Your objective: Retype, word for word, every line of the records below starting at the one that contains "let throttle = Arc::new(Throttle::new(capacitance_interval));" and ending at the one that contains "fn payload_text(payload: Option<&Value>)"; include both of those lines and nothing more.

Given data:

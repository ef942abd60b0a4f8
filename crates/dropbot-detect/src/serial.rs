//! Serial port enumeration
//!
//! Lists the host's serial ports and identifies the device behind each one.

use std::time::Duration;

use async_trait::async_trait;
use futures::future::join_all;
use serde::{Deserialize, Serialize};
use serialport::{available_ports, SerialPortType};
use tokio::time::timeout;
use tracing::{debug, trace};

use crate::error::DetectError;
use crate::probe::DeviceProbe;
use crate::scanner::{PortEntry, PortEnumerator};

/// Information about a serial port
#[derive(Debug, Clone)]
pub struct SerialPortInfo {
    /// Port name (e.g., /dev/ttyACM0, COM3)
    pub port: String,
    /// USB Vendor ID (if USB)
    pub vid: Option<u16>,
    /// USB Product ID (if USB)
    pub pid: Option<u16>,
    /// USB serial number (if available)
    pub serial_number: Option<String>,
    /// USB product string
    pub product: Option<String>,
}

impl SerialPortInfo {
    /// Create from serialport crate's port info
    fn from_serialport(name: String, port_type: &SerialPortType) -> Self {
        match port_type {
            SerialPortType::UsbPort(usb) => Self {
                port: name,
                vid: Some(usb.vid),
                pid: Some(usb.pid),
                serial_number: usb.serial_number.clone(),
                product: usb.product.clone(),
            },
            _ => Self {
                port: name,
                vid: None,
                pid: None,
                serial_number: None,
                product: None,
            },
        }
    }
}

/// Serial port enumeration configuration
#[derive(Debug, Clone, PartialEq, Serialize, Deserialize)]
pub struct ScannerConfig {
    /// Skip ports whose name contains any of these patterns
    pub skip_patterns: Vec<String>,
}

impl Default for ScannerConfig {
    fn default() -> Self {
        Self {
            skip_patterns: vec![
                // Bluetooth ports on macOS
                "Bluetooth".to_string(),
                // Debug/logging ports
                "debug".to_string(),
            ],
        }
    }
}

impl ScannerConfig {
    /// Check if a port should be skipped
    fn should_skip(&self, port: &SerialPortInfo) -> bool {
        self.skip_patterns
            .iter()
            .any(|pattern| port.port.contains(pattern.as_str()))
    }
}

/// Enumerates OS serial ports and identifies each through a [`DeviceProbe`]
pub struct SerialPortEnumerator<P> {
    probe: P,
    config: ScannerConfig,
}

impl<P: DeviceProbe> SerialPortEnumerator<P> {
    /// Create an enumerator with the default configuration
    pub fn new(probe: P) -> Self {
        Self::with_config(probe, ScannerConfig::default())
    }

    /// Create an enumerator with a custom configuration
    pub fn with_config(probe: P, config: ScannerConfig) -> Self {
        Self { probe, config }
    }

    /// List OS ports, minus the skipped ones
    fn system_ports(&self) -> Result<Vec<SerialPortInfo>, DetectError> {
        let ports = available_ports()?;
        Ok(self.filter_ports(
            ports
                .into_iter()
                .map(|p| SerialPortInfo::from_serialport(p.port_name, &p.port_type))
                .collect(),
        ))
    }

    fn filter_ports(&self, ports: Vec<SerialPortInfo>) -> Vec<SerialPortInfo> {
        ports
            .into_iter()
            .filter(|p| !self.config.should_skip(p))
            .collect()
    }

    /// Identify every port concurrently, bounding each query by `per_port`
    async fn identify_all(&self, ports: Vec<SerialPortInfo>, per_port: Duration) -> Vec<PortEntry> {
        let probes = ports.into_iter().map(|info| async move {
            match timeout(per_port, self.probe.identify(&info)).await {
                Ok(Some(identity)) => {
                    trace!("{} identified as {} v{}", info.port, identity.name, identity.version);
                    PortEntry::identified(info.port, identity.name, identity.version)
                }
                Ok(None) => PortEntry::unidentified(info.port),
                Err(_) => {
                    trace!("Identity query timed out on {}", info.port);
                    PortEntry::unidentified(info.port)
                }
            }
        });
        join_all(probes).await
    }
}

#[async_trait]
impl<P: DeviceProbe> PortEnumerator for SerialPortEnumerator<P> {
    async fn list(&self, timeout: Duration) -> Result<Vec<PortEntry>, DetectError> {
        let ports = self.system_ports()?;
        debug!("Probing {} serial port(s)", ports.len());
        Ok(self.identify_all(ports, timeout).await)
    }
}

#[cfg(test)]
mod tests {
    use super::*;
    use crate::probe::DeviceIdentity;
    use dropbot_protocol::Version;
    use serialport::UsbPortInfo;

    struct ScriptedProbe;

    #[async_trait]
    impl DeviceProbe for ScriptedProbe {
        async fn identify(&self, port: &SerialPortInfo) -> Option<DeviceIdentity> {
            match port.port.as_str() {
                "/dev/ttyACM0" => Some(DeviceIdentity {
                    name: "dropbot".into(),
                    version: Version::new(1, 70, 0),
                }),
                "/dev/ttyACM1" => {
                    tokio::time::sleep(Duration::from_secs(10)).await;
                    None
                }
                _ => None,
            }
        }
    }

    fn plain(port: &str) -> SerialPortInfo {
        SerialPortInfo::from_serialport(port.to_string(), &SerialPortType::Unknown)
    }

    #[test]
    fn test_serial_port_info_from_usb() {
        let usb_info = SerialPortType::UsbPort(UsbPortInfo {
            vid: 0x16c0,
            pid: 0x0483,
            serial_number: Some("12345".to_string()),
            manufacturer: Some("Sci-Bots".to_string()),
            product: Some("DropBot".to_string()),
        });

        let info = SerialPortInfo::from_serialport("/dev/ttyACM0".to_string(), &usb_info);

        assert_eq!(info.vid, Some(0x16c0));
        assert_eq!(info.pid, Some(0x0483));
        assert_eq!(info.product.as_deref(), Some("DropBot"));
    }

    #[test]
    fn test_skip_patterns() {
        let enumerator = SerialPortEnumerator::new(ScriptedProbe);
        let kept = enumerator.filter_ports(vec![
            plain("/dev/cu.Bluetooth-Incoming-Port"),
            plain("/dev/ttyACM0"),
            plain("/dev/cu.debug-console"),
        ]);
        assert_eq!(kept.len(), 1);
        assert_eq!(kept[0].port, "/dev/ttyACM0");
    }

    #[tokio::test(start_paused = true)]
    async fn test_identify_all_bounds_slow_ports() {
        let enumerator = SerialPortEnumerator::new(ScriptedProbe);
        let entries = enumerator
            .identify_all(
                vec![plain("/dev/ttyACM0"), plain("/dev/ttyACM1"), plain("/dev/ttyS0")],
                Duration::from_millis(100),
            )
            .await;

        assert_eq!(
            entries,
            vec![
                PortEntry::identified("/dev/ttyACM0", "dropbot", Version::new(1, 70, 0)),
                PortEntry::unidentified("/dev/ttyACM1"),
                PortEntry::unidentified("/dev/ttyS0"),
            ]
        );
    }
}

--

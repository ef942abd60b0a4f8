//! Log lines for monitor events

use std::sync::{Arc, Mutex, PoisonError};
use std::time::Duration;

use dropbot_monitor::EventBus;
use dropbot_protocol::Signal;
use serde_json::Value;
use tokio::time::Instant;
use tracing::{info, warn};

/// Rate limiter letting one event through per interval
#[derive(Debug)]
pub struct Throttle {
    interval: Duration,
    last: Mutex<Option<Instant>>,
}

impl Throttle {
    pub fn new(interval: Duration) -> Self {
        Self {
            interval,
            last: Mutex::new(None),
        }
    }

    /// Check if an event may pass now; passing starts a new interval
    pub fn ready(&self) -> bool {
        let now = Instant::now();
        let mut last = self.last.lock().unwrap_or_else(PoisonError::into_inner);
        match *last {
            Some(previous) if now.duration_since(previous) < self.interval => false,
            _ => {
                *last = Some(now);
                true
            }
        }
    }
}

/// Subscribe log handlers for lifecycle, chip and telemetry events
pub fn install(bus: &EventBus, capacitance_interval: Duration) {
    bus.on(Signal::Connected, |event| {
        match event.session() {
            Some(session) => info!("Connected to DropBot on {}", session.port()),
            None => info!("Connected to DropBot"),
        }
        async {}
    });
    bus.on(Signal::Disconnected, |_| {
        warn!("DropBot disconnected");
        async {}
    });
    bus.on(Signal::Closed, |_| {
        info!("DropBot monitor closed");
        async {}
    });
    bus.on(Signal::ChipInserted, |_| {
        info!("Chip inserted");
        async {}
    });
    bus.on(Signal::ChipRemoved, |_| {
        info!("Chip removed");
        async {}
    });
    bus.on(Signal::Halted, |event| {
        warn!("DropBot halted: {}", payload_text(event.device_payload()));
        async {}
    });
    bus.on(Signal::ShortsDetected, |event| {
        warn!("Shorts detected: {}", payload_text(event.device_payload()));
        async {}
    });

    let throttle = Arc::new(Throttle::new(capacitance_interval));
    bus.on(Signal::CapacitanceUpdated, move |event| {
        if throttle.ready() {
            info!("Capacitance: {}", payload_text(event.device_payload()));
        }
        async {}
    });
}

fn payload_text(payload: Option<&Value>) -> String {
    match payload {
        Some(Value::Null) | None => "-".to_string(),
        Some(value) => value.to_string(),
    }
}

Response to the exercise:
    let throttle = Arc::new(Throttle::new(capacitance_interval));
    bus.on(Signal::CapacitanceUpdated, move |event| {
        if throttle.ready() {
            info!("Capacitance: {}", payload_text(event.device_payload()));
        }
        async {}
    });
}

fn payload_text(payload: Option<&Value>) -> String {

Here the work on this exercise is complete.